Back to school time means preparing yourself and your room for a new group of students. Whether this year is your first teaching special education or you've been in the field for years, you still can use some helpful tips and ideas. Check out these ways to make your classroom fun and interactive as well as tips for keeping your cool throughout the year.

Tips for a Special Education Teacher

Start the year off right by reorienting your mind for the new school year with some handy tips for teaching special needs students. You don't want to leave anything out of the planning stages, so your room will be ready for your students on the first day. These tips will keep you on task with the most important things to do and remember when starting the new year.

1. Communicate & Keep People Informed

Communication is critical in any teaching position, but it becomes especially important for special education teachers. You will need to maintain open communication channels with parents, school administration and coworkers who will also work with your students. These people all have essential roles in helping your students learn and thrive in your classroom. In fact, communication is so vital that it may be mandated by law by keeping up with individualized education programs (IEPs).

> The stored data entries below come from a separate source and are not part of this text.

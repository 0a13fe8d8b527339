use crate::core::path::{config_file, ensure_dir, expand_home};
use crate::core::{BalerError, BalerResult};
use serde::{Deserialize, Serialize};
use std::fs;
use std::path::PathBuf;

/// Site-wide settings, passed explicitly into every archive run.
#[derive(Debug, Clone, PartialEq, Serialize, Deserialize)]
pub struct Config {
    /// Directory the dependency manager installs packages into while
    /// packaging (defaults to `~/.gems`)
    #[serde(skip_serializing_if = "Option::is_none")]
    pub gem_install_dir: Option<String>,

    /// Extension of the final artifact (`<name>-<version>.<ext>`)
    #[serde(default = "default_archive_extension")]
    pub archive_extension: String,

    /// Extra top-level directories excluded from every archive
    #[serde(default)]
    pub exclude: Vec<String>,

    /// Version-control metadata directory names stripped at any depth
    #[serde(default = "default_metadata_dirs")]
    pub metadata_dirs: Vec<String>,

    /// Vendor directory, relative to the target tree
    #[serde(default = "default_vendor_dir")]
    pub vendor_dir: String,

    /// Sentinel file marking a tree as vendored
    #[serde(default = "default_sentinel_file")]
    pub sentinel_file: String,

    /// Pattern the boot marker (`lbin/<app>`) must match
    #[serde(default = "default_marker_text")]
    pub marker_text: String,

    #[serde(default)]
    pub dependency_manager: DependencyManagerConfig,

    #[serde(default)]
    pub mail: MailConfig,
}

/// How the external dependency manager is driven.
#[derive(Debug, Clone, PartialEq, Serialize, Deserialize)]
#[serde(default)]
pub struct DependencyManagerConfig {
    /// Executable name or path
    pub program: String,
    /// Lock/config state directory inside the target tree
    pub state_dir: String,
    /// "Package for offline use, all platforms"
    pub package_args: Vec<String>,
    /// "Install from lockfile"
    pub install_args: Vec<String>,
    /// Variable overriding the install directory while packaging
    pub install_dir_env: String,
    /// Variable pointing the boot setup at the vendor directory
    pub vendor_path_env: String,
    /// Arguments passed to the application's entry point for the boot setup
    pub setup_args: Vec<String>,
    /// Variables removed from the environment of every isolated invocation
    pub isolated_env: Vec<String>,
}

impl Default for DependencyManagerConfig {
    fn default() -> Self {
        Self {
            program: "bundle".to_string(),
            state_dir: ".bundle".to_string(),
            package_args: vec![
                "package".to_string(),
                "--all".to_string(),
                "--all-platforms".to_string(),
                "--no-install".to_string(),
            ],
            install_args: vec!["install".to_string()],
            install_dir_env: "GEM_HOME".to_string(),
            vendor_path_env: "BUNDLE_PATH".to_string(),
            setup_args: vec!["-v".to_string()],
            isolated_env: [
                "BUNDLE_GEMFILE",
                "BUNDLE_BIN_PATH",
                "BUNDLE_PATH",
                "BUNDLE_APP_CONFIG",
                "BUNDLER_VERSION",
                "BUNDLER_SETUP",
                "GEM_HOME",
                "GEM_PATH",
                "RUBYOPT",
                "RUBYLIB",
            ]
            .iter()
            .map(|s| s.to_string())
            .collect(),
        }
    }
}

/// Mail server settings for the mailer.
#[derive(Debug, Clone, PartialEq, Serialize, Deserialize)]
#[serde(default)]
pub struct MailConfig {
    pub server: String,
    pub port: u16,
    #[serde(skip_serializing_if = "Option::is_none")]
    pub from: Option<String>,
    #[serde(skip_serializing_if = "Option::is_none")]
    pub from_alias: Option<String>,
}

impl Default for MailConfig {
    fn default() -> Self {
        Self {
            server: "localhost".to_string(),
            port: 25,
            from: None,
            from_alias: None,
        }
    }
}

fn default_archive_extension() -> String {
    "tar.gz".to_string()
}

fn default_metadata_dirs() -> Vec<String> {
    [".svn", ".SYNC", ".git", ".hg"]
        .iter()
        .map(|s| s.to_string())
        .collect()
}

fn default_vendor_dir() -> String {
    "vendor/gems".to_string()
}

fn default_sentinel_file() -> String {
    ".baler_archive".to_string()
}

fn default_marker_text() -> String {
    "This file was generated by".to_string()
}

impl Default for Config {
    fn default() -> Self {
        Self {
            gem_install_dir: None,
            archive_extension: default_archive_extension(),
            exclude: Vec::new(),
            metadata_dirs: default_metadata_dirs(),
            vendor_dir: default_vendor_dir(),
            sentinel_file: default_sentinel_file(),
            marker_text: default_marker_text(),
            dependency_manager: DependencyManagerConfig::default(),
            mail: MailConfig::default(),
        }
    }
}

impl Config {
    /// Load config from the platform-specific config directory
    ///
    /// A missing file yields the defaults; nothing is written.
    ///
    /// Config locations:
    /// - Windows: %APPDATA%\baler\config.yaml
    /// - Linux: ~/.config/baler/config.yaml
    /// - macOS: ~/Library/Application Support/baler/config.yaml
    pub fn load() -> BalerResult<Self> {
        let config_path = config_file()?;

        if !config_path.exists() {
            return Ok(Self::default());
        }

        let content = fs::read_to_string(&config_path)?;
        Self::from_yaml(&content)
    }

    /// Parse config from YAML text
    pub fn from_yaml(content: &str) -> BalerResult<Self> {
        serde_yaml::from_str(content)
            .map_err(|e| BalerError::Config(format!("Failed to parse config: {}", e)))
    }

    /// Save config to the platform-specific config directory
    pub fn save(&self) -> BalerResult<()> {
        let config_path = config_file()?;
        let config_dir = config_path
            .parent()
            .ok_or_else(|| BalerError::Path("Invalid config path".to_string()))?;

        ensure_dir(config_dir)?;

        let content = serde_yaml::to_string(self)
            .map_err(|e| BalerError::Config(format!("Failed to serialize config: {}", e)))?;

        fs::write(&config_path, content)?;
        Ok(())
    }

    /// Resolved dependency install directory (`~` expanded)
    pub fn gem_install_dir(&self) -> BalerResult<PathBuf> {
        if let Some(ref dir) = self.gem_install_dir {
            return Ok(expand_home(dir));
        }
        dirs::home_dir()
            .map(|home| home.join(".gems"))
            .ok_or_else(|| BalerError::Path("Could not determine home directory".to_string()))
    }
}

#[cfg(test)]
mod tests {
    use super::*;

    #[test]
    fn test_config_default() {
        let config = Config::default();
        assert_eq!(config.archive_extension, "tar.gz");
        assert_eq!(config.vendor_dir, "vendor/gems");
        assert_eq!(config.dependency_manager.program, "bundle");
        assert!(config.metadata_dirs.contains(&".svn".to_string()));
        assert_eq!(config.mail.port, 25);
    }

    #[test]
    fn test_config_deserialization_defaults() {
        let config = Config::from_yaml("archive_extension: bale\n").unwrap();
        assert_eq!(config.archive_extension, "bale");
        assert_eq!(config.sentinel_file, ".baler_archive");
        assert_eq!(config.dependency_manager, DependencyManagerConfig::default());
    }

    #[test]
    fn test_config_partial_nested_sections() {
        let yaml = r#"
exclude: [simulation]
dependency_manager:
  program: /opt/bin/bundle
mail:
  server: smtp.example.com
"#;
        let config = Config::from_yaml(yaml).unwrap();
        assert_eq!(config.exclude, vec!["simulation"]);
        assert_eq!(config.dependency_manager.program, "/opt/bin/bundle");
        assert_eq!(config.dependency_manager.state_dir, ".bundle");
        assert_eq!(config.mail.server, "smtp.example.com");
        assert_eq!(config.mail.port, 25);
    }

    #[test]
    fn test_config_round_trip_through_yaml() {
        let config = Config {
            gem_install_dir: Some("/opt/gems".to_string()),
            ..Default::default()
        };
        let yaml = serde_yaml::to_string(&config).unwrap();
        assert!(yaml.contains("gem_install_dir: /opt/gems"));
        assert_eq!(Config::from_yaml(&yaml).unwrap(), config);
    }

    #[test]
    fn test_config_invalid_yaml() {
        let err = Config::from_yaml("exclude: [unterminated").unwrap_err();
        assert!(matches!(err, BalerError::Config(_)));
    }

    #[test]
    fn test_gem_install_dir_custom() {
        let config = Config {
            gem_install_dir: Some("/custom/gems".to_string()),
            ..Default::default()
        };
        assert_eq!(config.gem_install_dir().unwrap(), PathBuf::from("/custom/gems"));
    }

    #[cfg(target_os = "linux")]
    #[test]
    #[serial_test::serial]
    fn test_load_missing_then_save() {
        let temp = tempfile::TempDir::new().unwrap();
        let previous = std::env::var_os("XDG_CONFIG_HOME");
        std::env::set_var("XDG_CONFIG_HOME", temp.path());

        let loaded = Config::load().unwrap();
        assert_eq!(loaded, Config::default());
        assert!(!temp.path().join("baler/config.yaml").exists());

        let config = Config {
            exclude: vec!["simulation".to_string()],
            ..Default::default()
        };
        config.save().unwrap();
        assert!(temp.path().join("baler/config.yaml").exists());
        assert_eq!(Config::load().unwrap(), config);

        match previous {
            Some(value) => std::env::set_var("XDG_CONFIG_HOME", value),
            None => std::env::remove_var("XDG_CONFIG_HOME"),
        }
    }
}
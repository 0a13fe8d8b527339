pub mod archive;
pub mod config;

2. Review & Prepare Tools for Your Students' IEPs

Your students' IEPs outline the accommodations you need to make for each student's learning needs in the classroom, extracurricular doings and nonacademic activities. These documents are critical to your success with your students. Knowing how you need to modify your classroom and teaching will help when you create lesson plans for your special needs students.

If possible, generate one-page summaries of each IEP. These summaries will help you learn about your students' needs. The single-page references will make it easier to review information quickly from the IEPs in the future.

review students ieps

While reviewing each student's IEP, add important dates for the student's milestones, meetings and deadlines into your calendar. Doing this at the beginning of the year will ensure you don't miss significant events in any of your students' learning schedules.

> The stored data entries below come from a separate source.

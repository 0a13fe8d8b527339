use crate::archive::StagingContext;
use crate::core::path::remove_path;
use crate::core::{BalerError, BalerResult};
use crate::di::{CommandRunner, Compressor};
use baler_core::process::Invocation;
use flate2::write::GzEncoder;
use flate2::Compression;
use std::fs::{self, File};
use std::path::{Path, PathBuf};
use std::sync::Arc;

const TARBALL_ABORTED: &str = "A problem was encountered creating the tarball, archive aborted";

/// Pick the compressor by probing for `tar` on the PATH
pub fn select_compressor(runner: Arc<dyn CommandRunner>) -> Arc<dyn Compressor> {
    match which::which("tar") {
        Ok(path) => Arc::new(TarCommand::new(runner, path)),
        Err(_) => {
            tracing::debug!("tar not found, using in-process tar.gz writer");
            Arc::new(NativeTarGz)
        }
    }
}

/// Compresses with the system `tar` command (`tar -czf <artifact> ./<dir>`)
pub struct TarCommand {
    runner: Arc<dyn CommandRunner>,
    program: PathBuf,
}

impl TarCommand {
    pub fn new(runner: Arc<dyn CommandRunner>, program: impl Into<PathBuf>) -> Self {
        Self {
            runner,
            program: program.into(),
        }
    }
}

impl Compressor for TarCommand {
    fn name(&self) -> &'static str {
        "tar"
    }

    fn compress(&self, staging_root: &Path, dir_name: &str, artifact: &Path) -> BalerResult<()> {
        let invocation = Invocation::new(&self.program)
            .arg("-czf")
            .arg(artifact)
            .arg(format!("./{}", dir_name))
            .current_dir(staging_root);

        let status = self.runner.run(&invocation)?;
        if !status.success() {
            return Err(BalerError::CompressionFailed(format!(
                "{} (tar exited with code {})",
                TARBALL_ABORTED,
                status.code.unwrap_or(1)
            )));
        }

        Ok(())
    }
}

/// In-process tar.gz writer used when no `tar` binary is available
#[derive(Debug, Clone, Copy, Default)]
pub struct NativeTarGz;

impl Compressor for NativeTarGz {
    fn name(&self) -> &'static str {
        "native tar.gz"
    }

    fn compress(&self, staging_root: &Path, dir_name: &str, artifact: &Path) -> BalerResult<()> {
        let file = File::create(artifact)?;
        let encoder = GzEncoder::new(file, Compression::default());
        let mut builder = tar::Builder::new(encoder);
        builder.follow_symlinks(false);
        builder.append_dir_all(dir_name, staging_root.join(dir_name))?;
        builder.into_inner()?.finish()?;
        Ok(())
    }
}

/// Outcome of a successful packaging step
#[derive(Debug, Clone, PartialEq, Eq)]
pub struct PackageReport {
    pub artifact: PathBuf,
    /// Artifact size in bytes; `None` if it could not be measured
    pub size: Option<u64>,
}

impl PackageReport {
    /// Operator-facing completion line
    pub fn summary(&self) -> String {
        match self.size {
            Some(bytes) => format!(
                "Your application archive is complete and is {} in size",
                human_size(bytes)
            ),
            None => "Your application archive is complete".to_string(),
        }
    }
}

/// Compresses a staged directory into the final artifact
pub struct ArchivePackager<'a> {
    compressor: &'a dyn Compressor,
    state_dir: &'a str,
}

impl<'a> ArchivePackager<'a> {
    /// `state_dir` is the dependency manager's lock/config directory name,
    /// cleared from the staging root before compressing
    pub fn new(compressor: &'a dyn Compressor, state_dir: &'a str) -> Self {
        Self {
            compressor,
            state_dir,
        }
    }

    /// Compress `ctx.target_dir` into `ctx.artifact`, then delete the staged tree
    ///
    /// On failure the staged tree is kept for inspection and any partial
    /// artifact is removed.
    pub fn package(&self, ctx: &StagingContext) -> BalerResult<PackageReport> {
        tracing::info!(compressor = self.compressor.name(), "Creating archive");

        remove_path(&ctx.staging_root.join(self.state_dir))?;
        remove_path(&ctx.target_dir.join(self.state_dir))?;

        if let Err(e) =
            self.compressor
                .compress(&ctx.staging_root, &ctx.archive_name, &ctx.artifact)
        {
            if let Err(cleanup) = remove_path(&ctx.artifact) {
                tracing::warn!(error = %cleanup, "could not remove partial artifact");
            }
            return Err(match e {
                e @ BalerError::CompressionFailed(_) => e,
                other => BalerError::CompressionFailed(format!("{} ({})", TARBALL_ABORTED, other)),
            });
        }

        tracing::info!("Cleaning up");
        remove_path(&ctx.target_dir)?;

        let size = fs::metadata(&ctx.artifact).ok().map(|m| m.len());
        Ok(PackageReport {
            artifact: ctx.artifact.clone(),
            size,
        })
    }
}

/// Human-readable size in the style of `du -sh` (e.g. `4.2MB`)
pub fn human_size(bytes: u64) -> String {
    const UNITS: [&str; 4] = ["KB", "MB", "GB", "TB"];

    if bytes < 1024 {
        return format!("{}B", bytes);
    }

    let mut value = bytes as f64 / 1024.0;
    let mut unit = 0;
    while value >= 1024.0 && unit < UNITS.len() - 1 {
        value /= 1024.0;
        unit += 1;
    }
    format!("{:.1}{}", value, UNITS[unit])
}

Keep a list of supplies you will need for your classroom to fulfill the requirements in the IEPs. Because your students will have different needs, look for products that make learning more accessible to them.

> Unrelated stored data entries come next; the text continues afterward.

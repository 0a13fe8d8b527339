pub mod filter;
pub mod manifest;
pub mod marker;
pub mod snapshot;

pub use filter::{is_excluded, PathFilter, DEFAULT_EXCLUDED_DIRS};
pub use manifest::WorkspaceManifest;
pub use marker::validate_boot_marker;
pub use snapshot::Snapshotter;
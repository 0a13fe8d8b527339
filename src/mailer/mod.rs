//! Best-effort email notifications.
//!
//! Sending never fails the caller: every public operation returns a
//! [`SendOutcome`] which may be logged and otherwise ignored.

pub mod smtp;

pub use smtp::SmtpTransport;

use crate::config::MailConfig;
use crate::core::BalerResult;
use async_trait::async_trait;
use std::collections::BTreeSet;
use std::fmt;
use std::sync::Arc;

const DIVIDER: &str =
    "--------------------------------------------------------------------------------------";

/// Hands a finished message to a mail server
#[cfg_attr(test, mockall::automock)]
#[async_trait]
pub trait MailTransport: Send + Sync {
    async fn deliver(&self, from: &str, to: &str, message: &str) -> BalerResult<()>;
}

/// A bare address or a named user
#[derive(Debug, Clone, PartialEq, Eq)]
pub enum Recipient {
    Address(String),
    User { name: String, email: String },
}

impl Recipient {
    pub fn user(name: impl Into<String>, email: impl Into<String>) -> Self {
        Self::User {
            name: name.into(),
            email: email.into(),
        }
    }

    /// Address the message is delivered to
    pub fn email(&self) -> &str {
        match self {
            Self::Address(address) => address,
            Self::User { email, .. } => email,
        }
    }
}

impl From<&str> for Recipient {
    fn from(address: &str) -> Self {
        Self::Address(address.to_string())
    }
}

/// One message, fanned out to every recipient
#[derive(Debug, Clone, PartialEq, Eq)]
pub struct Email {
    pub to: Vec<Recipient>,
    pub subject: String,
    pub body: String,
    pub mime_version: String,
    pub content_type: String,
    /// Sender override; the mailer's own sender otherwise
    pub from: Option<Recipient>,
}

impl Email {
    pub fn new(to: Vec<Recipient>, subject: impl Into<String>, body: impl Into<String>) -> Self {
        Self {
            to,
            subject: subject.into(),
            body: body.into(),
            mime_version: "1.0".to_string(),
            content_type: "text/plain; charset=utf-8".to_string(),
            from: None,
        }
    }

    /// Send this message as `from` instead of the mailer's sender
    pub fn from(mut self, from: Recipient) -> Self {
        self.from = Some(from);
        self
    }

    /// Send as HTML; tags are expected in the body
    pub fn html(mut self) -> Self {
        self.content_type = "text/html".to_string();
        self
    }
}

#[derive(Debug, Clone, PartialEq, Eq)]
pub enum SendOutcome {
    Sent,
    Failed(String),
}

impl SendOutcome {
    pub fn is_sent(&self) -> bool {
        matches!(self, Self::Sent)
    }
}

/// Release categories; the first four are announced externally
#[derive(Debug, Clone, Copy, PartialEq, Eq)]
pub enum ReleaseType {
    Production,
    Major,
    Minor,
    Bugfix,
    Development,
}

impl ReleaseType {
    pub fn is_external(&self) -> bool {
        !matches!(self, Self::Development)
    }
}

/// Who hears about what
#[derive(Debug, Clone, Default)]
pub struct MailingLists {
    pub users: Vec<Recipient>,
    pub admins: Vec<Recipient>,
    pub subscribers_prod: Vec<Recipient>,
    pub subscribers_dev: Vec<Recipient>,
}

#[derive(Debug, Clone)]
pub struct ReleaseNotice {
    pub app_name: String,
    /// Subject prefix, rendered as `[namespace]`
    pub namespace: String,
    pub version: String,
    pub selectors: String,
    pub release_note: String,
    pub release_type: ReleaseType,
    pub subject_suffix: Option<String>,
    pub instructions: Option<String>,
}

impl ReleaseNotice {
    fn subject(&self) -> String {
        let kind = if self.release_type.is_external() {
            "New Official Release"
        } else {
            "New Development Tag"
        };
        match &self.subject_suffix {
            Some(suffix) => format!("[{}] {}: {}", self.namespace, kind, suffix),
            None => format!("[{}] {}", self.namespace, kind),
        }
    }

    fn body(&self) -> String {
        let header = if self.release_type.is_external() {
            format!("A new version of {} is available:", self.app_name)
        } else {
            format!("A new development version of {} is available:", self.app_name)
        };

        let mut body = format!(
            "Hi,\n\n{}\n\n    {}    {}\n\nRelease note:\n\n{}\n\n{}\n\n{}\n",
            header, self.version, self.selectors, DIVIDER, self.release_note, DIVIDER
        );
        if let Some(instructions) = &self.instructions {
            body.push_str(&format!("\n{}\n\n{}\n", instructions, DIVIDER));
        }
        body.push_str(&format!(
            "\nYou are receiving this because you are a member of the {} Mailing List,\n\
             or a member of the development team.\n",
            self.app_name
        ));
        body
    }

    fn recipients(&self, lists: &MailingLists) -> Vec<Recipient> {
        let groups: [&[Recipient]; 3] = if self.release_type.is_external() {
            [&lists.users, &lists.subscribers_prod, &lists.subscribers_dev]
        } else {
            [&lists.admins, &lists.subscribers_dev, &[]]
        };
        groups.iter().flat_map(|g| g.iter().cloned()).collect()
    }
}

/// Outcome of a regression run
#[derive(Debug, Clone)]
pub struct RegressionStats {
    pub summary_text: String,
    pub clean_run: bool,
}

/// Composes notifications and delivers them over a [`MailTransport`]
pub struct Mailer {
    transport: Arc<dyn MailTransport>,
    from: String,
    from_alias: String,
}

impl fmt::Debug for Mailer {
    fn fmt(&self, f: &mut fmt::Formatter<'_>) -> fmt::Result {
        f.debug_struct("Mailer")
            .field("from", &self.from)
            .field("from_alias", &self.from_alias)
            .finish()
    }
}

impl Mailer {
    pub fn new(
        transport: Arc<dyn MailTransport>,
        from: impl Into<String>,
        from_alias: impl Into<String>,
    ) -> Self {
        Self {
            transport,
            from: from.into(),
            from_alias: from_alias.into(),
        }
    }

    /// SMTP mailer from site config
    ///
    /// Without a configured sender the current user at the mail server is used.
    pub fn from_config(config: &MailConfig) -> Self {
        let user = std::env::var("USER")
            .or_else(|_| std::env::var("USERNAME"))
            .unwrap_or_else(|_| "baler".to_string());
        let from = config
            .from
            .clone()
            .unwrap_or_else(|| format!("{}@{}", user, config.server));
        let from_alias = config.from_alias.clone().unwrap_or(user);

        Self::new(
            Arc::new(SmtpTransport::new(config.server.clone(), config.port)),
            from,
            from_alias,
        )
    }

    /// Deliver `email` once per distinct recipient address
    ///
    /// A failed recipient is logged and the rest are still attempted.
    pub async fn send_email(&self, email: &Email) -> SendOutcome {
        let mut seen = BTreeSet::new();
        let addresses: Vec<&str> = email
            .to
            .iter()
            .map(Recipient::email)
            .filter(|address| seen.insert(*address))
            .collect();

        if addresses.is_empty() {
            return SendOutcome::Failed("no recipients".to_string());
        }

        let (from, from_alias) = match &email.from {
            Some(Recipient::User { name, email: address }) => (address.as_str(), name.as_str()),
            Some(Recipient::Address(address)) => (address.as_str(), address.as_str()),
            None => (self.from.as_str(), self.from_alias.as_str()),
        };
        if has_line_break(from) {
            return SendOutcome::Failed(format!(
                "invalid sender address '{}'",
                from.escape_debug()
            ));
        }

        let mut failures = Vec::new();
        for address in addresses {
            if has_line_break(address) {
                tracing::warn!(
                    "Email not able to be sent to address '{}'",
                    address.escape_debug()
                );
                failures.push(format!("{}: invalid address", address.escape_debug()));
                continue;
            }

            let message = self.compose(email, from, from_alias, address);
            if let Err(e) = self.transport.deliver(from, address, &message).await {
                tracing::warn!(error = %e, "Email not able to be sent to address '{}'", address);
                failures.push(format!("{}: {}", address, e));
            }
        }

        if failures.is_empty() {
            SendOutcome::Sent
        } else {
            SendOutcome::Failed(failures.join("; "))
        }
    }

    /// Announce a release to the lists its type reaches
    pub async fn send_release_notice(
        &self,
        notice: &ReleaseNotice,
        lists: &MailingLists,
    ) -> SendOutcome {
        let email = Email::new(notice.recipients(lists), notice.subject(), notice.body());
        self.send_email(&email).await
    }

    pub async fn send_regression_complete_notice(
        &self,
        namespace: &str,
        stats: &RegressionStats,
        to: Vec<Recipient>,
    ) -> SendOutcome {
        let verdict = if stats.clean_run { "PASSED" } else { "FAILED" };
        let subject = format!("[{}] Regression - {}", namespace, verdict);
        let body = format!("Hi,\n\nThe regression results are:\n\n{}\n", stats.summary_text);
        self.send_email(&Email::new(to, subject, body)).await
    }

    fn compose(&self, email: &Email, from: &str, from_alias: &str, address: &str) -> String {
        format!(
            concat!(
                "From: {} <{}>\nTo: {}\nSubject: {}\nDate: {}\n",
                "MIME-Version: {}\nContent-type: {}\n\n{}\n"
            ),
            header_value(from_alias),
            from,
            address,
            header_value(&email.subject),
            chrono::Local::now().to_rfc2822(),
            header_value(&email.mime_version),
            header_value(&email.content_type),
            email.body
        )
    }
}

fn has_line_break(value: &str) -> bool {
    value.contains(['\r', '\n'])
}

/// Header text on a single line
fn header_value(value: &str) -> String {
    value
        .split(['\r', '\n'])
        .filter(|part| !part.is_empty())
        .collect::<Vec<_>>()
        .join(" ")
}
use crate::core::BalerResult;
use crate::process::{CommandRunner, Invocation, RunStatus};
use std::process::Command;

/// Runs invocations as real child processes.
///
/// Standard streams are inherited so tool progress reaches the operator.
/// No timeout is applied; a hung tool hangs the caller.
#[derive(Debug, Clone, Copy, Default)]
pub struct SystemRunner;

impl SystemRunner {
    fn command(invocation: &Invocation) -> Command {
        let mut cmd = Command::new(&invocation.program);
        cmd.args(&invocation.args);

        if let Some(cwd) = &invocation.cwd {
            cmd.current_dir(cwd);
        }

        for key in &invocation.env_remove {
            cmd.env_remove(key);
        }

        for (key, value) in &invocation.env {
            cmd.env(key, value);
        }

        cmd
    }
}

impl CommandRunner for SystemRunner {
    fn run(&self, invocation: &Invocation) -> BalerResult<RunStatus> {
        tracing::debug!(command = %invocation, cwd = ?invocation.cwd, "running");
        let status = Self::command(invocation).status()?;
        Ok(status.into())
    }
}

  • Communication needs: If you have students who do not use verbal communication, you may need assistive products, also known as Augmented and Alternative Communication (AAC) devices.
  • Visual needs: Students who have visual impairments may need lightboxes, switches or other adaptive devices with high contrast or tactile components.
  • Tablet accessibility: Tablets open a world of learning to your students. Your learners may require devices to make the tablet more accessible, such as styluses, mounts or ability switches.
  • Activation and accessibility switches: Some of your students may require switches to enhance accessibility. Find several products to fit your students' individual needs, including head chin, sound-activated, plate and other switch types.

3. Establish Daily and Weekly Schedules

establish-daily-weekly-schedules

You will need to establish regular schedules for your students. Having a routine will help your students feel more secure, understand expectations, increase student engagement and reduce behavior issues. The repetitive nature of an established schedule in your classroom gives your students the chance to learn what to anticipate.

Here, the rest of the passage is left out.